Machine learning systems are not defined by code alone. They are defined by the combination of code, data, features, hyperparameters, environment, model artifacts, evaluation results, and deployment lineage. Versioning these components is essential for reproducibility, auditability, experimentation, rollback, and operational trust. This whitepaper explains the technical foundations of data and model versioning, with a special focus on DVC and MLflow.
Abstract
In traditional software engineering, source code version control systems such as Git make it possible to track changes, reproduce releases, collaborate safely, and revert mistakes. Machine learning systems, however, introduce additional stateful assets that are often much larger and more dynamic than code: datasets, feature tables, model checkpoints, experiment metrics, training configurations, and deployment metadata. This paper explains why code-only versioning is insufficient for ML, and how modern MLOps practices extend version control to data and models. It covers concepts such as lineage, reproducibility, experiment tracking, artifact registries, immutable references, staged promotion, and governance. It then explains how DVC supports data and pipeline versioning, and how MLflow supports experiment tracking, model packaging, and model registry workflows. All formulas are embedded inline in HTML-friendly format for direct use in WordPress or similar editors.
1. Introduction
Let a trained model artifact be denoted by
M. In a realistic ML system,
M is a function not only of source code, but of:
- training dataset
D - feature transformation logic
φ - hyperparameters
λ - random seed
s - training code version
C - runtime environment
E
Conceptually, the resulting model may be written as:
M = Train(D, φ, λ, s, C, E).
If any of these inputs change, the resulting model may differ. This is why robust ML systems require versioning beyond code alone.
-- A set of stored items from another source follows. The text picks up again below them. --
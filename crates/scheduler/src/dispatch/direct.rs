use std::panic::{self, AssertUnwindSafe};
use std::time::Instant;

use tracing::{debug, warn};

use kiln_core::{panic_message, CompileOutput, Job};

use super::core::{DispatchThread, Execution};

impl DispatchThread {
    /// Compile a batch on this thread. Results are committed on the next
    /// pass exactly like worker responses.
    pub(super) fn compile_direct(&mut self, mut batch: Vec<Job>) {
        let Execution::Direct(compiler) = &self.execution else {
            self.lost.extend(batch);
            return;
        };
        let started = Instant::now();
        let size = batch.len();
        self.shared.update_metrics(|m| m.record_batch_sent(size));

        for job in batch.iter_mut() {
            job.note_attempt();
            let outcome = panic::catch_unwind(AssertUnwindSafe(|| {
                compiler.compile(job.worker_type(), job.input())
            }));
            let outcome = outcome.unwrap_or_else(|payload| {
                let reason = panic_message(payload.as_ref());
                warn!(compiler = compiler.name(), job = %job.id(), %reason, "compiler panicked");
                CompileOutput::failure(vec![format!("compiler panicked: {reason}")])
            });
            job.complete(outcome);
        }

        let failed = batch.iter().filter(|j| !j.succeeded()).count();
        let duration = started.elapsed();
        debug!(compiler = compiler.name(), jobs = size, failed, "direct batch compiled");
        self.shared
            .update_metrics(|m| m.record_batch_completed(duration, size, failed));
        self.completed.extend(batch);
    }
}
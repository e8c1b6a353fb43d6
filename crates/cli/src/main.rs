mod cli;
mod manifest;
mod report;

use std::io::{BufRead, Write};
use std::path::{Path, PathBuf};
use std::process::ExitCode;
use std::sync::{Arc, Mutex};
use std::time::Instant;

use anyhow::{Context, Result};
use clap::Parser;
use tracing::{info, warn};

use kiln_core::Job;
use kiln_scheduler::{GroupResults, Scheduler, SchedulerConfig};

use crate::cli::{CliArgs, Command, RunArgs};
use crate::manifest::Manifest;
use crate::report::Report;

fn main() -> Result<ExitCode> {
    kiln_core::config::load_dotenv();
    tracing_subscriber::fmt()
        .with_env_filter(
            tracing_subscriber::EnvFilter::try_from_default_env()
                .unwrap_or_else(|_| tracing_subscriber::EnvFilter::new("info")),
        )
        .with_writer(std::io::stderr)
        .with_target(false)
        .init();

    let args = CliArgs::parse();
    match args.command {
        Command::Run(run_args) => run(run_args),
    }
}

fn run(args: RunArgs) -> Result<ExitCode> {
    let config = load_config(&args)?;
    let manifest = Manifest::from_file(&args.manifest)?;
    let base_dir = args
        .manifest
        .parent()
        .map(Path::to_path_buf)
        .unwrap_or_default();
    let groups = manifest.build_jobs(&base_dir)?;

    let applied: Arc<Mutex<Vec<GroupResults>>> = Arc::default();
    let sink = Arc::clone(&applied);
    let mut scheduler = Scheduler::builder(config)
        .on_results(move |results| {
            if let Ok(mut sink) = sink.lock() {
                sink.push(results);
            }
        })
        .retry_prompt(ask_retry_on_stdin)
        .start()
        .context("failed to start scheduler")?;

    let started = Instant::now();
    let mut total = 0;
    for (group, jobs) in groups {
        if group.critical {
            scheduler.mark_critical(kiln_core::GroupId(group.id));
        }
        total += jobs.len();
        scheduler.add_jobs(jobs, group.apply)?;
    }
    info!(groups = manifest.groups.len(), jobs = total, "manifest submitted");

    // Critical groups first, then everything else.
    scheduler.process_async_results(true, true)?;
    scheduler.finish_all_compilation()?;

    let mut results = scheduler.drain_staged_results();
    if let Ok(mut applied) = applied.lock() {
        results.append(&mut *applied);
    }
    let report = Report::new(&results, started.elapsed(), scheduler.metrics());
    scheduler.shutdown()?;

    if args.json {
        println!("{}", serde_json::to_string_pretty(&report)?);
    } else {
        print!("{}", report.render_text());
    }

    Ok(if report.all_succeeded() {
        ExitCode::SUCCESS
    } else {
        ExitCode::FAILURE
    })
}

fn load_config(args: &RunArgs) -> Result<SchedulerConfig> {
    let mut config = match &args.config {
        Some(path) => SchedulerConfig::from_file(path)
            .with_context(|| format!("failed to load config {}", path.display()))?,
        None => SchedulerConfig::from_env().context("invalid KILN_* environment")?,
    };

    if args.direct {
        config.allow_out_of_process_workers = false;
    }
    if let Some(workers) = args.workers {
        config.num_worker_threads = workers;
    }
    if args.pipes {
        config.use_pipes = true;
    }
    if args.retry {
        config.prompt_to_retry_on_error = true;
    }
    config.worker_executable = resolve_worker(&config.worker_executable);
    config.validate()?;
    Ok(config)
}

/// A bare worker name resolves to a sibling of this executable when one
/// exists there, otherwise it is left to `PATH`.
fn resolve_worker(configured: &Path) -> PathBuf {
    if configured.components().count() != 1 {
        return configured.to_path_buf();
    }
    let sibling = std::env::current_exe()
        .ok()
        .and_then(|exe| exe.parent().map(|dir| dir.join(configured)))
        .map(|p| match std::env::consts::EXE_EXTENSION {
            "" => p,
            ext if p.extension().is_none() => p.with_extension(ext),
            _ => p,
        });
    match sibling {
        Some(path) if path.is_file() => path,
        _ => configured.to_path_buf(),
    }
}

fn ask_retry_on_stdin(failed: &[&Job]) -> bool {
    let mut stderr = std::io::stderr().lock();
    let _ = writeln!(stderr, "{} job(s) failed:", failed.len());
    for job in failed.iter().take(10) {
        let first = job.errors().first().map(String::as_str).unwrap_or("no diagnostics");
        let _ = writeln!(stderr, "  group {} job {}: {first}", job.group(), job.id());
    }
    let _ = write!(stderr, "retry failed jobs? [y/N] ");
    let _ = stderr.flush();

    let mut answer = String::new();
    if let Err(e) = std::io::stdin().lock().read_line(&mut answer) {
        warn!(error = %e, "could not read retry answer");
        return false;
    }
    matches!(answer.trim(), "y" | "Y" | "yes")
}
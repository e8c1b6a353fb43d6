//! Scheduler-side bookkeeping for one worker process.

use std::collections::HashSet;
use std::time::{Duration, Instant};

use tracing::{debug, trace};

use kiln_core::wire::{BatchRequest, BatchResponse, RequestEntry};
use kiln_core::Job;

use crate::ipc::{BatchArtifacts, IpcNaming};
use crate::transport::{TransportPoll, WorkerTransport};

/// A batch handed to the worker and not yet answered.
struct InFlight {
    batch_id: u64,
    jobs: Vec<Job>,
    artifacts: BatchArtifacts,
    sent_at: Instant,
}

/// Outcome of [`WorkerSlot::feed`].
#[derive(Debug)]
pub(crate) enum FeedOutcome {
    /// Nothing queued, or a batch is already in flight.
    Nothing,
    Sent { batch_id: u64, size: usize, launched: bool },
    /// The batch could not be handed over; its jobs come back.
    Failed { jobs: Vec<Job>, reason: String },
}

/// Outcome of [`WorkerSlot::poll`].
#[derive(Debug)]
pub(crate) enum SlotPoll {
    Idle,
    Pending,
    /// The response round-tripped; every job carries its result.
    Completed { jobs: Vec<Job>, duration: Duration },
    /// The worker crashed, hung or answered garbage.
    Lost { jobs: Vec<Job>, reason: String },
}

pub(crate) struct WorkerSlot {
    index: usize,
    queued: Vec<Job>,
    in_flight: Option<InFlight>,
    transport: Box<dyn WorkerTransport>,
    last_activity: Instant,
    batch_counter: u64,
    consecutive_failures: u32,
}

impl WorkerSlot {
    pub fn new(index: usize, transport: Box<dyn WorkerTransport>) -> Self {
        Self {
            index,
            queued: Vec::new(),
            in_flight: None,
            transport,
            last_activity: Instant::now(),
            batch_counter: 0,
            consecutive_failures: 0,
        }
    }

    pub fn index(&self) -> usize {
        self.index
    }

    /// No queued jobs and nothing in flight.
    pub fn is_idle(&self) -> bool {
        self.queued.is_empty() && self.in_flight.is_none()
    }

    pub fn last_activity(&self) -> Instant {
        self.last_activity
    }

    pub fn consecutive_failures(&self) -> u32 {
        self.consecutive_failures
    }

    pub fn assign(&mut self, jobs: impl IntoIterator<Item = Job>) {
        self.queued.extend(jobs);
    }

    /// Send the queued jobs as one batch if nothing is in flight.
    pub fn feed(&mut self, naming: &IpcNaming) -> FeedOutcome {
        if self.in_flight.is_some() || self.queued.is_empty() {
            return FeedOutcome::Nothing;
        }

        self.batch_counter += 1;
        let batch_id = self.batch_counter;
        let artifacts = naming.artifacts(self.index, batch_id);
        let mut jobs = std::mem::take(&mut self.queued);

        let request = BatchRequest {
            batch_id,
            jobs: jobs
                .iter_mut()
                .enumerate()
                .map(|(i, job)| {
                    job.note_attempt();
                    RequestEntry {
                        index: i as u32,
                        worker_type: job.worker_type().clone(),
                        input: job.input().clone(),
                    }
                })
                .collect(),
        };

        match self.transport.send(&artifacts, &request) {
            Ok(launched) => {
                let size = jobs.len();
                trace!(slot = self.index, batch = batch_id, size, launched, "batch sent");
                self.in_flight = Some(InFlight {
                    batch_id,
                    jobs,
                    artifacts,
                    sent_at: Instant::now(),
                });
                FeedOutcome::Sent {
                    batch_id,
                    size,
                    launched,
                }
            }
            Err(e) => {
                self.transport.kill();
                artifacts.remove();
                self.consecutive_failures += 1;
                self.last_activity = Instant::now();
                FeedOutcome::Failed {
                    jobs,
                    reason: e.to_string(),
                }
            }
        }
    }

    /// Check the in-flight batch. A request outstanding longer than
    /// `liveness` counts as a hung worker.
    pub fn poll(&mut self, liveness: Duration) -> SlotPoll {
        let Some(flight) = self.in_flight.as_ref() else {
            return SlotPoll::Idle;
        };

        let failure = match self.transport.poll() {
            Ok(TransportPoll::Pending) => {
                if flight.sent_at.elapsed() <= liveness {
                    return SlotPoll::Pending;
                }
                format!("no response within {liveness:?}")
            }
            Ok(TransportPoll::Ready(resp)) => match validate(&resp, flight) {
                Ok(()) => return self.complete(resp),
                Err(reason) => reason,
            },
            Ok(TransportPoll::Exited(Some(code))) => {
                format!("worker exited with code {code} before answering")
            }
            Ok(TransportPoll::Exited(None)) => "worker exited before answering".to_string(),
            Err(e) => e.to_string(),
        };
        self.lose(failure)
    }

    fn complete(&mut self, resp: BatchResponse) -> SlotPoll {
        let Some(flight) = self.in_flight.take() else {
            return SlotPoll::Idle;
        };
        flight.artifacts.remove();

        let mut jobs = flight.jobs;
        for entry in resp.results {
            let index = entry.index as usize;
            jobs[index].complete(entry.into_output());
        }
        self.consecutive_failures = 0;
        self.last_activity = Instant::now();
        SlotPoll::Completed {
            jobs,
            duration: flight.sent_at.elapsed(),
        }
    }

    fn lose(&mut self, reason: String) -> SlotPoll {
        self.transport.kill();
        self.consecutive_failures += 1;
        self.last_activity = Instant::now();
        match self.in_flight.take() {
            Some(flight) => {
                flight.artifacts.remove();
                debug!(slot = self.index, batch = flight.batch_id, %reason, "batch lost");
                SlotPoll::Lost {
                    jobs: flight.jobs,
                    reason,
                }
            }
            None => SlotPoll::Idle,
        }
    }

    /// Kill the worker and give back every job the slot still holds.
    pub fn shutdown(&mut self) -> Vec<Job> {
        self.transport.kill();
        let mut jobs = std::mem::take(&mut self.queued);
        if let Some(flight) = self.in_flight.take() {
            flight.artifacts.remove();
            jobs.extend(flight.jobs);
        }
        jobs
    }
}

/// A response is applied only if it answers exactly this batch: same id,
/// one result per job, every index in range and used once.
fn validate(resp: &BatchResponse, flight: &InFlight) -> Result<(), String> {
    if resp.batch_id != flight.batch_id {
        return Err(format!(
            "response for batch {} while waiting on batch {}",
            resp.batch_id, flight.batch_id
        ));
    }
    if resp.results.len() != flight.jobs.len() {
        return Err(format!(
            "{} results for a batch of {} jobs",
            resp.results.len(),
            flight.jobs.len()
        ));
    }
    let mut seen = HashSet::with_capacity(resp.results.len());
    for entry in &resp.results {
        let index = entry.index as usize;
        if index >= flight.jobs.len() {
            return Err(format!("result index {index} out of range"));
        }
        if !seen.insert(index) {
            return Err(format!("duplicate result index {index}"));
        }
    }
    Ok(())
}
2. Why Code Versioning Alone Is Not Enough
Git works extremely well for source code and small configuration files, but machine learning introduces additional challenges:
- datasets are large and change over time
- model files can be large binary artifacts
- metrics and parameters from experiments must be compared systematically
- the same code can produce different models under different data or hyperparameters
- deployed models need stage control and rollback logic
Therefore, ML versioning requires artifacts and metadata that Git alone does not manage conveniently.
3. Reproducibility as a Versioning Objective
One of the primary goals of data and model versioning is reproducibility. Ideally, given a reference to a prior run, one should be able to reconstruct:
- which code version was used
- which exact dataset snapshot was used
- which hyperparameters were used
- which model artifact was produced
- which metrics were observed
If two runs use the same full specification
(D, φ, λ, s, C, E),
then reproducibility seeks:
Train(D, φ, λ, s, C, E) ≈ Train(D, φ, λ, s, C, E).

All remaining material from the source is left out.